Evolution can be viewed as a game where the object is to keep playing. From this perspective, focus is brought to the properties of lineages that enable their success over long spans of evolutionary time, rather than the phenotypes and performance of individuals in the contemporary environment. One property required for long-term evolutionary success is the ability of a lineage to translate genetic mutation into adaptive phenotypic variation so as to meet the demands imposed by changing selection pressures. That is, a lineage must be sufficiently evolvable. Competition between lineages that vary in evolvability can generate natural selection dynamics and in theory optimize evolvability in a manner akin to the optimization of fitness. However, addressing the evolution of such long-term phenomena is experimentally challenging. Here, we achieve this through a bacterial evolution experiment that explicitly rewards evolvable lineages. Specifically, lineages are challenged to repeatedly activate and then inactivate a single focal phenotype that is in turn beneficial then deleterious across time. Failure to reach the target phenotypic state at any one point results in extinction (death) of that lineage and replacement (birth) by a contemporary extant lineage from the population. This lineage-level death-birth process allows natural selection to operate on an entity reproducing beyond the generation time of individual cells and therefore over a timescale where variation in evolvability is visible to selection.
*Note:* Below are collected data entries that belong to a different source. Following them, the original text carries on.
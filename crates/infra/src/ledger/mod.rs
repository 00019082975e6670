//! Balance ledger boundary.
//!
//! The ledger owns product balances and its own lock discipline. Nothing
//! outside it ever touches the underlying map; every mutation goes through one
//! of the atomic operations below.

pub mod in_memory;

use std::sync::Arc;

use chrono::{DateTime, Utc};

use stockbill_core::{DomainResult, ProductId};
use stockbill_inventory::{DebitError, Product, ProductUpdate};

pub use in_memory::InMemoryBalanceLedger;

/// Product-id → balance store with an atomic check-and-debit.
pub trait BalanceLedger: Send + Sync {
    /// Insert a new product. Fails with `Conflict` if its code is taken.
    fn insert(&self, product: Product) -> DomainResult<Product>;

    fn get(&self, id: &ProductId) -> Option<Product>;

    /// All products, ordered by code.
    fn list(&self) -> Vec<Product>;

    /// Replace code/description/balance. A rename onto another product's
    /// code fails with `Conflict`.
    fn update(&self, id: &ProductId, update: ProductUpdate, now: DateTime<Utc>) -> DomainResult<Product>;

    fn remove(&self, id: &ProductId) -> DomainResult<Product>;

    /// Read-check-write on one product, indivisible with respect to every
    /// other debit or update of the same product. Returns the new balance.
    fn debit(&self, id: &ProductId, quantity: i64, now: DateTime<Utc>) -> Result<i64, DebitError>;
}

impl<S> BalanceLedger for Arc<S>
where
    S: BalanceLedger + ?Sized,
{
    fn insert(&self, product: Product) -> DomainResult<Product> {
        (**self).insert(product)
    }

    fn get(&self, id: &ProductId) -> Option<Product> {
        (**self).get(id)
    }

    fn list(&self) -> Vec<Product> {
        (**self).list()
    }

    fn update(&self, id: &ProductId, update: ProductUpdate, now: DateTime<Utc>) -> DomainResult<Product> {
        (**self).update(id, update, now)
    }

    fn remove(&self, id: &ProductId) -> DomainResult<Product> {
        (**self).remove(id)
    }

    fn debit(&self, id: &ProductId, quantity: i64, now: DateTime<Utc>) -> Result<i64, DebitError> {
        (**self).debit(id, quantity, now)
    }
}
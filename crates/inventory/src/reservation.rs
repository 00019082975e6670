//! Batch reservation wire types.
//!
//! A batch is a list of independent debit attempts. Each attempt produces
//! exactly one outcome, in input order; a failed attempt never undoes an
//! earlier successful one.

use serde::{Deserialize, Serialize};

use stockbill_core::ProductId;

use crate::product::DebitError;

/// One debit attempt inside a batch.
#[derive(Debug, Clone, PartialEq, Eq, Serialize, Deserialize)]
pub struct ReservationRequest {
    pub product_id: ProductId,
    pub quantity: i64,
}

/// Ordered debit attempts, optionally tagged with an idempotency key.
///
/// When a key is present the inventory side remembers every applied line as
/// `(key, line index)` and never applies it twice. The invoicing side uses the
/// invoice id as the key, so resubmitting a partially failed close only
/// debits the lines that did not go through the first time.
#[derive(Debug, Clone, PartialEq, Eq, Serialize, Deserialize)]
pub struct ReservationBatch {
    #[serde(default, skip_serializing_if = "Option::is_none")]
    pub idempotency_key: Option<String>,
    pub items: Vec<ReservationRequest>,
}

impl ReservationBatch {
    pub fn new(items: Vec<ReservationRequest>) -> Self {
        Self {
            idempotency_key: None,
            items,
        }
    }

    pub fn keyed(key: impl Into<String>, items: Vec<ReservationRequest>) -> Self {
        Self {
            idempotency_key: Some(key.into()),
            items,
        }
    }
}

/// Machine-readable denial reason.
#[derive(Debug, Copy, Clone, PartialEq, Eq, Serialize, Deserialize)]
#[serde(rename_all = "snake_case")]
pub enum DenialReason {
    NotFound,
    InsufficientBalance,
    InvalidQuantity,
    /// The key already applied this line with a different product or quantity.
    IdempotencyMismatch,
}

impl From<&DebitError> for DenialReason {
    fn from(value: &DebitError) -> Self {
        match value {
            DebitError::NotFound(_) => DenialReason::NotFound,
            DebitError::InsufficientBalance { .. } => DenialReason::InsufficientBalance,
            DebitError::InvalidQuantity(_) => DenialReason::InvalidQuantity,
        }
    }
}

/// Result of one attempt. `new_balance` is the balance after the attempt
/// (unchanged on denial, 0 when the product does not exist).
#[derive(Debug, Clone, PartialEq, Eq, Serialize, Deserialize)]
pub struct ReservationOutcome {
    pub success: bool,
    pub product_id: ProductId,
    pub new_balance: i64,
    #[serde(default, skip_serializing_if = "Option::is_none")]
    pub error_reason: Option<DenialReason>,
    #[serde(default, skip_serializing_if = "Option::is_none")]
    pub error_message: Option<String>,
    /// The line had already been applied under the same idempotency key.
    #[serde(default)]
    pub replayed: bool,
}

impl ReservationOutcome {
    pub fn applied(product_id: ProductId, new_balance: i64) -> Self {
        Self {
            success: true,
            product_id,
            new_balance,
            error_reason: None,
            error_message: None,
            replayed: false,
        }
    }

    pub fn denied(product_id: ProductId, current_balance: i64, error: &DebitError) -> Self {
        Self {
            success: false,
            product_id,
            new_balance: current_balance,
            error_reason: Some(DenialReason::from(error)),
            error_message: Some(error.to_string()),
            replayed: false,
        }
    }

    /// Denial for a keyed line whose content differs from what the key
    /// already applied. Nothing is debited.
    pub fn mismatched(product_id: ProductId, current_balance: i64, line: usize) -> Self {
        Self {
            success: false,
            product_id,
            new_balance: current_balance,
            error_reason: Some(DenialReason::IdempotencyMismatch),
            error_message: Some(format!(
                "line {line} was already applied under this key with a different item"
            )),
            replayed: false,
        }
    }

    /// Same outcome, flagged as answered from the idempotency journal.
    pub fn as_replay(&self) -> Self {
        Self {
            replayed: true,
            ..self.clone()
        }
    }
}

/// True when every outcome in the batch succeeded.
pub fn all_succeeded(outcomes: &[ReservationOutcome]) -> bool {
    outcomes.iter().all(|o| o.success)
}
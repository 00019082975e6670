use axum::{routing::get, Router};

pub mod invoices;
pub mod products;
pub mod system;

/// Routes served by the inventory service.
pub fn inventory_router() -> Router {
    Router::new()
        .route("/health", get(system::inventory_health))
        .nest("/api/products", products::router())
}

/// Routes served by the billing service.
pub fn billing_router() -> Router {
    Router::new()
        .route("/health", get(system::billing_health))
        .nest("/api/invoices", invoices::router())
}
use std::sync::Arc;

use anyhow::Context;

use stockbill_api::app::{self, BillingServices};
use stockbill_infra::config::BillingConfig;

#[tokio::main]
async fn main() -> anyhow::Result<()> {
    stockbill_observability::init();

    let config = BillingConfig::from_env().context("invalid billing configuration")?;
    let services = BillingServices::from_config(&config).context("failed to build inventory client")?;
    let app = app::build_billing_app(Arc::new(services));

    let listener = tokio::net::TcpListener::bind(config.addr)
        .await
        .with_context(|| format!("failed to bind {}", config.addr))?;

    tracing::info!(
        addr = %listener.local_addr()?,
        inventory_url = %config.inventory_url,
        timeout_ms = config.inventory_timeout.as_millis() as u64,
        "billing service listening"
    );

    axum::serve(listener, app).await.context("billing server failed")
}
use serde::Deserialize;

use stockbill_core::{ErrorKind, InvoiceId, ProductId};
use stockbill_inventory::{NewProduct, ProductUpdate, ReservationBatch, ReservationRequest};
use stockbill_invoicing::NewInvoiceItem;

use crate::app::errors;

// -------------------------
// Request DTOs
// -------------------------

#[derive(Debug, Deserialize)]
pub struct ProductRequest {
    pub code: String,
    pub description: String,
    pub balance: i64,
}

impl From<ProductRequest> for NewProduct {
    fn from(value: ProductRequest) -> Self {
        NewProduct {
            code: value.code,
            description: value.description,
            balance: value.balance,
        }
    }
}

impl From<ProductRequest> for ProductUpdate {
    fn from(value: ProductRequest) -> Self {
        ProductUpdate {
            code: value.code,
            description: value.description,
            balance: value.balance,
        }
    }
}

/// Reservation body: either a full batch object or a bare list of items.
#[derive(Debug, Deserialize)]
#[serde(untagged)]
pub enum ReserveRequest {
    Batch(ReservationBatch),
    Items(Vec<ReservationRequest>),
}

impl From<ReserveRequest> for ReservationBatch {
    fn from(value: ReserveRequest) -> Self {
        match value {
            ReserveRequest::Batch(batch) => batch,
            ReserveRequest::Items(items) => ReservationBatch::new(items),
        }
    }
}

/// `?quantity=N` on the availability check.
#[derive(Debug, Deserialize)]
pub struct AvailabilityQuery {
    pub quantity: i64,
}

#[derive(Debug, Deserialize)]
pub struct InvoiceItemRequest {
    pub product_id: String,
    pub quantity: i64,
}

#[derive(Debug, Deserialize)]
pub struct CreateInvoiceRequest {
    #[serde(default)]
    pub items: Vec<InvoiceItemRequest>,
}

impl CreateInvoiceRequest {
    pub fn into_items(self) -> Result<Vec<NewInvoiceItem>, axum::response::Response> {
        self.items
            .into_iter()
            .map(|item| {
                Ok(NewInvoiceItem {
                    product_id: parse_product_id(&item.product_id)?,
                    quantity: item.quantity,
                })
            })
            .collect()
    }
}

// -------------------------
// Path parsing
// -------------------------

pub fn parse_product_id(s: &str) -> Result<ProductId, axum::response::Response> {
    s.parse()
        .map_err(|_| errors::kind_error(ErrorKind::Validation, "invalid_id", "invalid product id"))
}

pub fn parse_invoice_id(s: &str) -> Result<InvoiceId, axum::response::Response> {
    s.parse()
        .map_err(|_| errors::kind_error(ErrorKind::Validation, "invalid_id", "invalid invoice id"))
}
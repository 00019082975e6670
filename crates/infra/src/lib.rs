//! Infrastructure layer: stores, services, the inventory client adapter and config.

pub mod config;
pub mod gateway;
pub mod inventory_service;
pub mod invoice_authority;
pub mod invoice_store;
pub mod ledger;
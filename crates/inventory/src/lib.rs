//! Inventory domain module.
//!
//! This crate contains business rules for products and stock balances,
//! implemented purely as deterministic domain logic (no IO, no HTTP, no
//! storage). Locking and atomicity live with the ledger in `stockbill-infra`.

pub mod product;
pub mod reservation;

pub use product::{DebitError, NewProduct, Product, ProductUpdate};
pub use reservation::{
    all_succeeded, DenialReason, ReservationBatch, ReservationOutcome, ReservationRequest,
};
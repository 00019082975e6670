use std::sync::Arc;

use stockbill_infra::config::{BillingConfig, InventoryConfig};
use stockbill_infra::gateway::{GatewayError, HttpInventoryClient, InventoryGateway};
use stockbill_infra::inventory_service::InventoryService;
use stockbill_infra::invoice_authority::InvoiceAuthority;
use stockbill_infra::invoice_store::InMemoryInvoiceStore;
use stockbill_infra::ledger::InMemoryBalanceLedger;

/// Inventory surface wiring: one in-memory ledger behind the service.
#[derive(Debug)]
pub struct InventoryServices {
    pub inventory: Arc<InventoryService<InMemoryBalanceLedger>>,
}

impl InventoryServices {
    pub fn in_memory() -> Self {
        Self {
            inventory: Arc::new(InventoryService::new(InMemoryBalanceLedger::new())),
        }
    }

    pub fn from_config(config: &InventoryConfig) -> Self {
        Self {
            inventory: Arc::new(InventoryService::with_journal_capacity(
                InMemoryBalanceLedger::new(),
                config.journal_capacity,
            )),
        }
    }
}

impl Default for InventoryServices {
    fn default() -> Self {
        Self::in_memory()
    }
}

pub type Authority = InvoiceAuthority<InMemoryInvoiceStore, Arc<dyn InventoryGateway>>;

/// Billing surface wiring: in-memory invoice store plus any inventory gateway.
pub struct BillingServices {
    pub authority: Authority,
}

impl BillingServices {
    pub fn with_gateway(gateway: Arc<dyn InventoryGateway>) -> Self {
        Self {
            authority: InvoiceAuthority::new(InMemoryInvoiceStore::new(), gateway),
        }
    }

    /// Talk to a remote inventory service over HTTP, as configured.
    pub fn from_config(config: &BillingConfig) -> Result<Self, GatewayError> {
        let client = HttpInventoryClient::with_timeout(config.inventory_url.clone(), config.inventory_timeout)?;
        Ok(Self::with_gateway(Arc::new(client)))
    }
}
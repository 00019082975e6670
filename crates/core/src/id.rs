//! Strongly-typed identifiers used across the domain.

use core::str::FromStr;
use serde::{Deserialize, Serialize};
use uuid::Uuid;

use crate::error::DomainError;

/// Identifier of a product held by the inventory service.
#[derive(Debug, Copy, Clone, PartialEq, Eq, Hash, PartialOrd, Ord, Serialize, Deserialize)]
#[serde(transparent)]
pub struct ProductId(Uuid);

/// Identifier of an invoice held by the invoicing service.
#[derive(Debug, Copy, Clone, PartialEq, Eq, Hash, PartialOrd, Ord, Serialize, Deserialize)]
#[serde(transparent)]
pub struct InvoiceId(Uuid);

macro_rules! impl_uuid_newtype {
    ($t:ty, $name:literal) => {
        impl $t {
            /// Create a new identifier.
            ///
            /// Uses UUIDv7 (time-ordered). Prefer passing IDs explicitly in tests
            /// for determinism.
            pub fn new() -> Self {
                Self(Uuid::now_v7())
            }

            pub fn from_uuid(uuid: Uuid) -> Self {
                Self(uuid)
            }

            pub fn as_uuid(&self) -> &Uuid {
                &self.0
            }
        }

        impl Default for $t {
            fn default() -> Self {
                Self::new()
            }
        }

        impl core::fmt::Display for $t {
            fn fmt(&self, f: &mut core::fmt::Formatter<'_>) -> core::fmt::Result {
                core::fmt::Display::fmt(&self.0, f)
            }
        }

        impl From<Uuid> for $t {
            fn from(value: Uuid) -> Self {
                Self(value)
            }
        }

        impl From<$t> for Uuid {
            fn from(value: $t) -> Self {
                value.0
            }
        }

        impl FromStr for $t {
            type Err = DomainError;

            fn from_str(s: &str) -> Result<Self, Self::Err> {
                let uuid = Uuid::from_str(s)
                    .map_err(|e| DomainError::invalid_id(format!("{}: {}", $name, e)))?;
                Ok(Self(uuid))
            }
        }
    };
}

impl_uuid_newtype!(ProductId, "ProductId");
impl_uuid_newtype!(InvoiceId, "InvoiceId");
use chrono::{DateTime, Utc};
use serde::{Deserialize, Serialize};
use thiserror::Error;

use stockbill_core::{DomainError, DomainResult, Entity, ErrorKind, ProductId};

/// Entity: Product (one stock balance in the ledger).
#[derive(Debug, Clone, PartialEq, Eq, Serialize, Deserialize)]
pub struct Product {
    id: ProductId,
    code: String,
    description: String,
    balance: i64,
    created_at: DateTime<Utc>,
    updated_at: DateTime<Utc>,
}

/// Payload: create a product.
#[derive(Debug, Clone, PartialEq, Eq, Serialize, Deserialize)]
pub struct NewProduct {
    pub code: String,
    pub description: String,
    pub balance: i64,
}

/// Payload: replace the mutable fields of a product.
#[derive(Debug, Clone, PartialEq, Eq, Serialize, Deserialize)]
pub struct ProductUpdate {
    pub code: String,
    pub description: String,
    pub balance: i64,
}

/// Why a single debit was refused.
#[derive(Debug, Error, Clone, PartialEq, Eq)]
pub enum DebitError {
    #[error("product {0} not found")]
    NotFound(ProductId),

    #[error("insufficient balance: requested {requested}, available {available}")]
    InsufficientBalance { requested: i64, available: i64 },

    #[error("invalid quantity: {0}")]
    InvalidQuantity(i64),
}

impl DebitError {
    pub fn kind(&self) -> ErrorKind {
        match self {
            DebitError::NotFound(_) => ErrorKind::NotFound,
            DebitError::InsufficientBalance { .. } => ErrorKind::BusinessDenial,
            DebitError::InvalidQuantity(_) => ErrorKind::Validation,
        }
    }
}

impl Product {
    /// Build a validated product.
    pub fn create(id: ProductId, new: NewProduct, now: DateTime<Utc>) -> DomainResult<Self> {
        validate_fields(&new.code, &new.description, new.balance)?;
        Ok(Self {
            id,
            code: new.code.trim().to_string(),
            description: new.description.trim().to_string(),
            balance: new.balance,
            created_at: now,
            updated_at: now,
        })
    }

    pub fn id_typed(&self) -> ProductId {
        self.id
    }

    pub fn code(&self) -> &str {
        &self.code
    }

    pub fn description(&self) -> &str {
        &self.description
    }

    pub fn balance(&self) -> i64 {
        self.balance
    }

    pub fn created_at(&self) -> DateTime<Utc> {
        self.created_at
    }

    /// Returns the code this update would leave the product with.
    pub fn normalized_code(update: &ProductUpdate) -> &str {
        update.code.trim()
    }

    /// Replace code, description and balance. Either all fields change or none.
    ///
    /// Code uniqueness is not checked here; the ledger owns the code index.
    pub fn apply_update(&mut self, update: ProductUpdate, now: DateTime<Utc>) -> DomainResult<()> {
        validate_fields(&update.code, &update.description, update.balance)?;
        self.code = update.code.trim().to_string();
        self.description = update.description.trim().to_string();
        self.balance = update.balance;
        self.updated_at = now;
        Ok(())
    }

    /// Advisory check: would a debit of `quantity` succeed right now?
    pub fn can_reserve(&self, quantity: i64) -> bool {
        quantity > 0 && self.balance >= quantity
    }

    /// Debit `quantity` from the balance and return the new balance.
    ///
    /// The caller must hold whatever lock makes read-check-write indivisible
    /// for this product. On error the product is left untouched.
    pub fn debit(&mut self, quantity: i64, now: DateTime<Utc>) -> Result<i64, DebitError> {
        if quantity <= 0 {
            return Err(DebitError::InvalidQuantity(quantity));
        }
        if self.balance < quantity {
            return Err(DebitError::InsufficientBalance {
                requested: quantity,
                available: self.balance,
            });
        }
        self.balance -= quantity;
        self.updated_at = now;
        Ok(self.balance)
    }
}

impl Entity for Product {
    type Id = ProductId;

    fn id(&self) -> &Self::Id {
        &self.id
    }

    fn updated_at(&self) -> DateTime<Utc> {
        self.updated_at
    }
}

fn validate_fields(code: &str, description: &str, balance: i64) -> DomainResult<()> {
    if code.trim().is_empty() {
        return Err(DomainError::validation("code cannot be empty"));
    }
    if description.trim().is_empty() {
        return Err(DomainError::validation("description cannot be empty"));
    }
    if balance < 0 {
        return Err(DomainError::validation("balance cannot be negative"));
    }
    Ok(())
}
We identify each mutation that occurs along the trajectory of the evolving lineages, revealing how the genotype-phenotype map and mutational biases both shape and are shaped by evolution, as well as how this influences the success or failure of a given lineage. Moreover, we show that the most successful lineages increase in evolvability through the establishment of mutational biases that facilitate rapid switching between the target phenotypic states. Remarkably, due to the increased speed with which the target phenotype is generated in these lineages, an additional adaptive step becomes possible that optimizes cell fitness with respect to other aspects of the environment – a possibility that is stalled in lineages not possessing the rapid-switching ability. These results demonstrate the power of lineage selection in shaping evolvability and represent the clearest experimental evidence yet for the capacity of evolution to act in a self-facilitating manner.